C. After preparations had been made for Ryan's arrival at STARS, Ryan's parents informed the school they wouldn't let him attend until a new IEP was drafted. Though school officials continued to believe Ryan's current IEP could be implemented satisfactorily at STARS, they agreed to work with the parents in drafting a new one. Ryan's parents contend the school violated the IDEA when it failed to bring teachers from Ballou to the IEP meetings.

The record reveals that the school complied with its obligations under the IDEA. Under 34 C.F.R. Sec. 300.344(a) (2), Ryan's teacher had to attend the meetings. The school saw to this by having a teacher and a behavioral specialist from STARS attend the IEP meeting on May 1. Ryan's parents claim this didn't suffice because Ryan's teachers were those from Ballou, not those from STARS. By May 1, however, Ryan hadn't attended Ballou for 45 days; in accordance with the earlier agreement reached between the school and Ryan's parents, he had been removed from Ballou and enrolled in the STARS program. Thus, as the district court found, the school complied with section 300.344 by having teachers from STARS attend the IEP meeting. See 34 C.F.R. Sec. 300.344, note 1(b) (noting that teacher required to be present at meeting can be either teacher from student's current placement, or teacher from student's future placement).5 


We turn next to the alleged substantive violations of the IDEA.
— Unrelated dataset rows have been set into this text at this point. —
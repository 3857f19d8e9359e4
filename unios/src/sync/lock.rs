use super::Semaphore;
use crate::thread::with_current;
use crate::Kernel;
use abyss::interrupt::InterruptGuard;
use abyss::spin_lock::SpinLock;

/// A mutual exclusion lock.
///
/// Unlike a binary semaphore, a lock has an owner: only the thread that
/// acquired it may release it.
pub struct Lock {
    name: String,
    semaphore: Semaphore,
    owner: SpinLock<Option<usize>>,
}

impl Lock {
    /// Creates a free lock.
    pub fn new(name: impl Into<String>) -> Self {
        let name = name.into();
        Self {
            semaphore: Semaphore::new(format!("{} (semaphore)", name), 1),
            name,
            owner: SpinLock::new(None),
        }
    }

    /// Name of the lock.
    pub fn name(&self) -> &str {
        &self.name
    }

    /// Waits until the lock is free, then takes it.
    pub fn acquire(&self) {
        let kernel = Kernel::current();
        let _guard = InterruptGuard::new(kernel.machine());
        self.semaphore.p();
        let id = with_current(|th| th.id());
        *self.owner.lock() = Some(id);
        debug!(SYNC, "Lock \"{}\" acquired by thread {}", self.name, id);
    }

    /// Releases the lock.
    ///
    /// # Panics
    ///
    /// Panics if the calling thread does not hold the lock.
    pub fn release(&self) {
        let kernel = Kernel::current();
        let _guard = InterruptGuard::new(kernel.machine());
        assert!(
            self.is_held_by_current_thread(),
            "Lock \"{}\" released by a thread that does not hold it",
            self.name
        );
        *self.owner.lock() = None;
        debug!(SYNC, "Lock \"{}\" released", self.name);
        self.semaphore.v();
    }

    /// Returns true if the calling thread holds the lock.
    pub fn is_held_by_current_thread(&self) -> bool {
        let owner = *self.owner.lock();
        owner.is_some() && owner == with_current(|th| Some(th.id()))
    }
}
//! The simulated machine.

use crate::config::{MachineConfig, TimerMode};
use crate::dev::{
    console::ConsoleState, disk::DiskState, network::NetworkState, serial::SerialState,
    timer::TimerState, DeviceError,
};
use crate::interrupt::{InterruptController, IrqSink};
use crate::kprint;
use crate::stats::Statistics;
use rand::rngs::StdRng;
use rand::SeedableRng;
use spin_lock::SpinLock;
use std::sync::{Arc, Weak};

/// A single-processor machine with a timer, a disk, a console, serial ports
/// and a network interface.
pub struct Machine {
    pub(crate) interrupt: SpinLock<InterruptController>,
    stats: SpinLock<Statistics>,
    rng: SpinLock<StdRng>,
    sink: SpinLock<Option<Weak<dyn IrqSink>>>,
    timer_mode: TimerMode,
    pub(crate) timer: TimerState,
    pub(crate) disk: DiskState,
    pub(crate) console: ConsoleState,
    pub(crate) serial: SerialState,
    pub(crate) network: NetworkState,
}

impl Machine {
    /// Builds a machine from `config`.
    ///
    /// The machine starts with interrupts Off and the clock at zero. Devices
    /// that poll (console input, network mailbox) start polling right away;
    /// the timer starts when the kernel enables it.
    pub fn new(config: MachineConfig) -> Result<Arc<Self>, DeviceError> {
        config.validate()?;
        kprint::enable(config.debug);
        let network = NetworkState::new(config.network_id, config.hub, config.reliability)?;
        let machine = Arc::new(Self {
            interrupt: SpinLock::new(InterruptController::new()),
            stats: SpinLock::new(Statistics::default()),
            rng: SpinLock::new(StdRng::seed_from_u64(config.seed)),
            sink: SpinLock::new(None),
            timer_mode: config.timer,
            timer: TimerState::new(),
            disk: DiskState::new(config.disk_image.unwrap_or_default()),
            console: ConsoleState::new(config.console_input, config.console_echo),
            serial: SerialState::new(),
            network,
        });
        debug!(MACHINE, "Machine created: {:?}", config.timer);
        machine.console().start_polling();
        machine.network().start_polling();
        Ok(machine)
    }

    /// Installs the kernel that services this machine's interrupts.
    pub fn attach(&self, sink: Weak<dyn IrqSink>) {
        *self.sink.lock() = Some(sink);
    }

    pub(crate) fn sink(&self) -> Option<Arc<dyn IrqSink>> {
        self.sink.lock().as_ref().and_then(Weak::upgrade)
    }

    /// Current simulated time.
    pub fn ticks(&self) -> u64 {
        self.stats.lock().total_ticks
    }

    /// A snapshot of the performance counters.
    pub fn stats(&self) -> Statistics {
        self.stats.lock().clone()
    }

    pub(crate) fn with_stats<R>(&self, f: impl FnOnce(&mut Statistics) -> R) -> R {
        f(&mut self.stats.lock())
    }

    /// Runs `f` on the machine's seeded random number generator.
    pub fn with_rng<R>(&self, f: impl FnOnce(&mut StdRng) -> R) -> R {
        f(&mut self.rng.lock())
    }

    pub fn timer_mode(&self) -> TimerMode {
        self.timer_mode
    }
}

impl Drop for Machine {
    fn drop(&mut self) {
        self.network.detach();
    }
}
A. Ryan's parents claim the district court erred when it held that STARS was the "stay-put" placement under 20 U.S.C. § 1415(e) (3), which provides that during the pendency of any proceedings under the IDEA, "the child shall remain in the then current educational placement." As noted above, when Ryan's parents requested a due process hearing on March 27, 1992, Ryan's current educational placement was STARS; with the parents' consent, the school had already removed him from Ballou. That Ryan's parents later withdrew their consent on April 6 and pursued administrative remedies doesn't change this reality. We agree with the district court that STARS was the stay-put placement under section 1415(e) (3).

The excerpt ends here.